Top of Input for this task
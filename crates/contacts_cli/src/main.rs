//! Command-line transport for the contact service.
//!
//! # Responsibility
//! - Parse one request from argv, run it against the SQLite store and print
//!   a JSON response.
//! - Map service outcomes to HTTP-equivalent status codes and exit codes.
//!
//! # Invariants
//! - Filter expressions reach the compiler exactly as given; no shell-level
//!   decoding happens here.
//! - Exit code 0 for 2xx, 1 for client errors, 2 for faults.

use clap::{Parser, Subcommand};
use contacts_core::config::DEFAULT_DB_FILE_NAME;
use contacts_core::db::open_db;
use contacts_core::{
    default_log_level, init_logging, Contact, ContactId, ContactPatch, ContactRepository,
    ContactService, DatabaseConfig, LogSettings, LoggingError, PatchOperation, ServiceError,
    SqliteContactRepository,
};
use log::error;
use serde_json::{json, Value};
use std::path::PathBuf;
use std::process::ExitCode;

#[derive(Debug, Parser)]
#[command(name = "contacts", version, about = "Manage contact records")]
struct Cli {
    /// SQLite database file.
    #[arg(long, env = "CONTACTS_DB", default_value = DEFAULT_DB_FILE_NAME)]
    db: PathBuf,

    /// Absolute directory for rolling log files; logging is off when unset.
    #[arg(long, env = "CONTACTS_LOG_DIR")]
    log_dir: Option<String>,

    #[arg(long, env = "CONTACTS_LOG_LEVEL")]
    log_level: Option<String>,

    #[command(subcommand)]
    command: Command,
}

#[derive(Debug, Subcommand)]
enum Command {
    /// List contacts in store order.
    List {
        #[arg(long)]
        limit: Option<u32>,
    },
    /// List contacts matching a filter expression, e.g. `company == "Acme"`.
    Query {
        expression: String,
        #[arg(long)]
        limit: Option<u32>,
    },
    Get {
        id: ContactId,
    },
    /// Create a contact from a JSON object.
    Create {
        json: String,
    },
    /// Replace all fields of a contact with a JSON object.
    Update {
        id: ContactId,
        json: String,
    },
    /// Merge a JSON object, or apply a JSON-patch operation array.
    Patch {
        id: ContactId,
        json: String,
    },
    Delete {
        id: ContactId,
    },
}

/// Transport-level response: status code plus optional JSON body.
#[derive(Debug, Clone, PartialEq)]
struct Response {
    status: u16,
    body: Option<Value>,
}

impl Response {
    fn ok(body: Value) -> Self {
        Self {
            status: 200,
            body: Some(body),
        }
    }

    fn created(body: Value) -> Self {
        Self {
            status: 201,
            body: Some(body),
        }
    }

    fn no_content() -> Self {
        Self {
            status: 204,
            body: None,
        }
    }

    fn failure(err: &ServiceError) -> Self {
        Self {
            status: status_code(err),
            body: Some(json!({
                "error": err.code(),
                "message": err.to_string(),
                "retryable": err.is_retryable(),
            })),
        }
    }

    fn exit_code(&self) -> ExitCode {
        match self.status {
            200..=299 => ExitCode::SUCCESS,
            400..=499 => ExitCode::from(1),
            _ => ExitCode::from(2),
        }
    }
}

fn main() -> ExitCode {
    let cli = Cli::parse();

    if let Some(log_dir) = &cli.log_dir {
        let started = log_settings(cli.log_level.as_deref(), log_dir)
            .and_then(|settings| init_logging(&settings));
        if let Err(err) = started {
            eprintln!("{err}");
            return ExitCode::from(2);
        }
    }

    let conn = match open_db(&DatabaseConfig::file(&cli.db)) {
        Ok(conn) => conn,
        Err(err) => {
            error!("event=cli_start module=cli status=error error={err}");
            let response = Response::failure(&ServiceError::Fault(
                "contact store unavailable".to_string(),
            ));
            return emit(&response);
        }
    };
    let repo = match SqliteContactRepository::try_new(&conn) {
        Ok(repo) => repo,
        Err(err) => {
            error!("event=cli_start module=cli status=error error={err}");
            let response = Response::failure(&ServiceError::Fault(
                "contact store unavailable".to_string(),
            ));
            return emit(&response);
        }
    };

    let service = ContactService::new(repo);
    emit(&dispatch(&service, cli.command))
}

/// Builds logging settings from raw flag values; the level defaults per build.
fn log_settings(level: Option<&str>, log_dir: &str) -> Result<LogSettings, LoggingError> {
    let level = level.unwrap_or_else(|| default_log_level().as_str());
    LogSettings::parse(level, log_dir)
}

fn emit(response: &Response) -> ExitCode {
    if let Some(body) = &response.body {
        let rendered = serde_json::to_string_pretty(body).unwrap_or_else(|_| body.to_string());
        if response.status < 300 {
            println!("{rendered}");
        } else {
            eprintln!("{rendered}");
        }
    }
    response.exit_code()
}

fn dispatch<R: ContactRepository>(service: &ContactService<R>, command: Command) -> Response {
    let outcome = match command {
        Command::List { limit } => service.list(limit).map(|items| Response::ok(json!(items))),
        Command::Query { expression, limit } => service
            .query(&expression, limit)
            .map(|items| Response::ok(json!(items))),
        Command::Get { id } => service.get(id).map(|item| Response::ok(json!(item))),
        Command::Create { json } => parse_contact(&json)
            .and_then(|contact| service.create(&contact))
            .map(|item| Response::created(json!(item))),
        Command::Update { id, json } => parse_contact(&json)
            .and_then(|contact| service.update(id, &contact))
            .map(|item| Response::ok(json!(item))),
        Command::Patch { id, json } => apply_patch(service, id, &json),
        Command::Delete { id } => service.delete(id).map(|()| Response::no_content()),
    };
    outcome.unwrap_or_else(|err| Response::failure(&err))
}

fn apply_patch<R: ContactRepository>(
    service: &ContactService<R>,
    id: ContactId,
    raw: &str,
) -> Result<Response, ServiceError> {
    let value: Value = serde_json::from_str(raw).map_err(invalid_json)?;
    let updated = if value.is_array() {
        let operations: Vec<PatchOperation> =
            serde_json::from_value(value).map_err(invalid_json)?;
        service.patch_operations(id, &operations)?
    } else {
        let patch: ContactPatch = serde_json::from_value(value).map_err(invalid_json)?;
        service.patch(id, &patch)?
    };
    Ok(Response::ok(json!(updated)))
}

fn parse_contact(raw: &str) -> Result<Contact, ServiceError> {
    serde_json::from_str(raw).map_err(invalid_json)
}

fn invalid_json(err: serde_json::Error) -> ServiceError {
    ServiceError::InvalidArgument(format!("malformed JSON body: {err}"))
}

fn status_code(err: &ServiceError) -> u16 {
    match err {
        ServiceError::InvalidArgument(_)
        | ServiceError::Validation(_)
        | ServiceError::Compile(_) => 400,
        ServiceError::NotFound(_) => 404,
        ServiceError::Conflict(_) => 409,
        ServiceError::Fault(_) => 500,
    }
}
Bottom of Input for this task
▸ Problem to work on: Exactly reproduce every line of the data above.

▸ Answer section:
filename crates/contacts_cli/src/main.rs
//! Command-line transport for the contact service.
//!
//! # Responsibility
//! - Parse one request from argv, run it against the SQLite store and print
//!   a JSON response.
//! - Map service outcomes to HTTP-equivalent status codes and exit codes.
//!
//! # Invariants
//! - Filter expressions reach the compiler exactly as given; no shell-level
//!   decoding happens here.
//! - Exit code 0 for 2xx, 1 for client errors, 2 for faults.

use clap::{Parser, Subcommand};
use contacts_core::config::DEFAULT_DB_FILE_NAME;
use contacts_core::db::open_db;
use contacts_core::{
    default_log_level, init_logging, Contact, ContactId, ContactPatch, ContactRepository,
    ContactService, DatabaseConfig, LogSettings, LoggingError, PatchOperation, ServiceError,
    SqliteContactRepository,
};
use log::error;
use serde_json::{json, Value};
use std::path::PathBuf;
use std::process::ExitCode;

#[derive(Debug, Parser)]
#[command(name = "contacts", version, about = "Manage contact records")]
struct Cli {
    /// SQLite database file.
    #[arg(long, env = "CONTACTS_DB", default_value = DEFAULT_DB_FILE_NAME)]
    db: PathBuf,

    /// Absolute directory for rolling log files; logging is off when unset.
    #[arg(long, env = "CONTACTS_LOG_DIR")]
    log_dir: Option<String>,

    #[arg(long, env = "CONTACTS_LOG_LEVEL")]
    log_level: Option<String>,

    #[command(subcommand)]
    command: Command,
}

#[derive(Debug, Subcommand)]
enum Command {
    /// List contacts in store order.
    List {
        #[arg(long)]
        limit: Option<u32>,
    },
    /// List contacts matching a filter expression, e.g. `company == "Acme"`.
    Query {
        expression: String,
        #[arg(long)]
        limit: Option<u32>,
    },
    Get {
        id: ContactId,
    },
    /// Create a contact from a JSON object.
    Create {
        json: String,
    },
    /// Replace all fields of a contact with a JSON object.
    Update {
        id: ContactId,
        json: String,
    },
    /// Merge a JSON object, or apply a JSON-patch operation array.
    Patch {
        id: ContactId,
        json: String,
    },
    Delete {
        id: ContactId,
    },
}

/// Transport-level response: status code plus optional JSON body.
#[derive(Debug, Clone, PartialEq)]
struct Response {
    status: u16,
    body: Option<Value>,
}

impl Response {
    fn ok(body: Value) -> Self {
        Self {
            status: 200,
            body: Some(body),
        }
    }

    fn created(body: Value) -> Self {
        Self {
            status: 201,
            body: Some(body),
        }
    }

    fn no_content() -> Self {
        Self {
            status: 204,
            body: None,
        }
    }

    fn failure(err: &ServiceError) -> Self {
        Self {
            status: status_code(err),
            body: Some(json!({
                "error": err.code(),
                "message": err.to_string(),
                "retryable": err.is_retryable(),
            })),
        }
    }

    fn exit_code(&self) -> ExitCode {
        match self.status {
            200..=299 => ExitCode::SUCCESS,
            400..=499 => ExitCode::from(1),
            _ => ExitCode::from(2),
        }
    }
}

fn main() -> ExitCode {
    let cli = Cli::parse();

    if let Some(log_dir) = &cli.log_dir {
        let started = log_settings(cli.log_level.as_deref(), log_dir)
            .and_then(|settings| init_logging(&settings));
        if let Err(err) = started {
            eprintln!("{err}");
            return ExitCode::from(2);
        }
    }

    let conn = match open_db(&DatabaseConfig::file(&cli.db)) {
        Ok(conn) => conn,
        Err(err) => {
            error!("event=cli_start module=cli status=error error={err}");
            let response = Response::failure(&ServiceError::Fault(
                "contact store unavailable".to_string(),
            ));
            return emit(&response);
        }
    };
    let repo = match SqliteContactRepository::try_new(&conn) {
        Ok(repo) => repo,
        Err(err) => {
            error!("event=cli_start module=cli status=error error={err}");
            let response = Response::failure(&ServiceError::Fault(
                "contact store unavailable".to_string(),
            ));
            return emit(&response);
        }
    };

    let service = ContactService::new(repo);
    emit(&dispatch(&service, cli.command))
}

/// Builds logging settings from raw flag values; the level defaults per build.
fn log_settings(level: Option<&str>, log_dir: &str) -> Result<LogSettings, LoggingError> {
    let level = level.unwrap_or_else(|| default_log_level().as_str());
    LogSettings::parse(level, log_dir)
}

fn emit(response: &Response) -> ExitCode {
    if let Some(body) = &response.body {
        let rendered = serde_json::to_string_pretty(body).unwrap_or_else(|_| body.to_string());
        if response.status < 300 {
            println!("{rendered}");
        } else {
            eprintln!("{rendered}");
        }
    }
    response.exit_code()
}

fn dispatch<R: ContactRepository>(service: &ContactService<R>, command: Command) -> Response {
    let outcome = match command {
        Command::List { limit } => service.list(limit).map(|items| Response::ok(json!(items))),
        Command::Query { expression, limit } => service
            .query(&expression, limit)
            .map(|items| Response::ok(json!(items))),
        Command::Get { id } => service.get(id).map(|item| Response::ok(json!(item))),
        Command::Create { json } => parse_contact(&json)
            .and_then(|contact| service.create(&contact))
            .map(|item| Response::created(json!(item))),
        Command::Update { id, json } => parse_contact(&json)
            .and_then(|contact| service.update(id, &contact))
            .map(|item| Response::ok(json!(item))),
        Command::Patch { id, json } => apply_patch(service, id, &json),
        Command::Delete { id } => service.delete(id).map(|()| Response::no_content()),
    };
    outcome.unwrap_or_else(|err| Response::failure(&err))
}

fn apply_patch<R: ContactRepository>(
    service: &ContactService<R>,
    id: ContactId,
    raw: &str,
) -> Result<Response, ServiceError> {
    let value: Value = serde_json::from_str(raw).map_err(invalid_json)?;
    let updated = if value.is_array() {
        let operations: Vec<PatchOperation> =
            serde_json::from_value(value).map_err(invalid_json)?;
        service.patch_operations(id, &operations)?
    } else {
        let patch: ContactPatch = serde_json::from_value(value).map_err(invalid_json)?;
        service.patch(id, &patch)?
    };
    Ok(Response::ok(json!(updated)))
}

fn parse_contact(raw: &str) -> Result<Contact, ServiceError> {
    serde_json::from_str(raw).map_err(invalid_json)
}

fn invalid_json(err: serde_json::Error) -> ServiceError {
    ServiceError::InvalidArgument(format!("malformed JSON body: {err}"))
}

fn status_code(err: &ServiceError) -> u16 {
    match err {
        ServiceError::InvalidArgument(_)
        | ServiceError::Validation(_)
        | ServiceError::Compile(_) => 400,
        ServiceError::NotFound(_) => 404,
        ServiceError::Conflict(_) => 409,
        ServiceError::Fault(_) => 500,
    }
}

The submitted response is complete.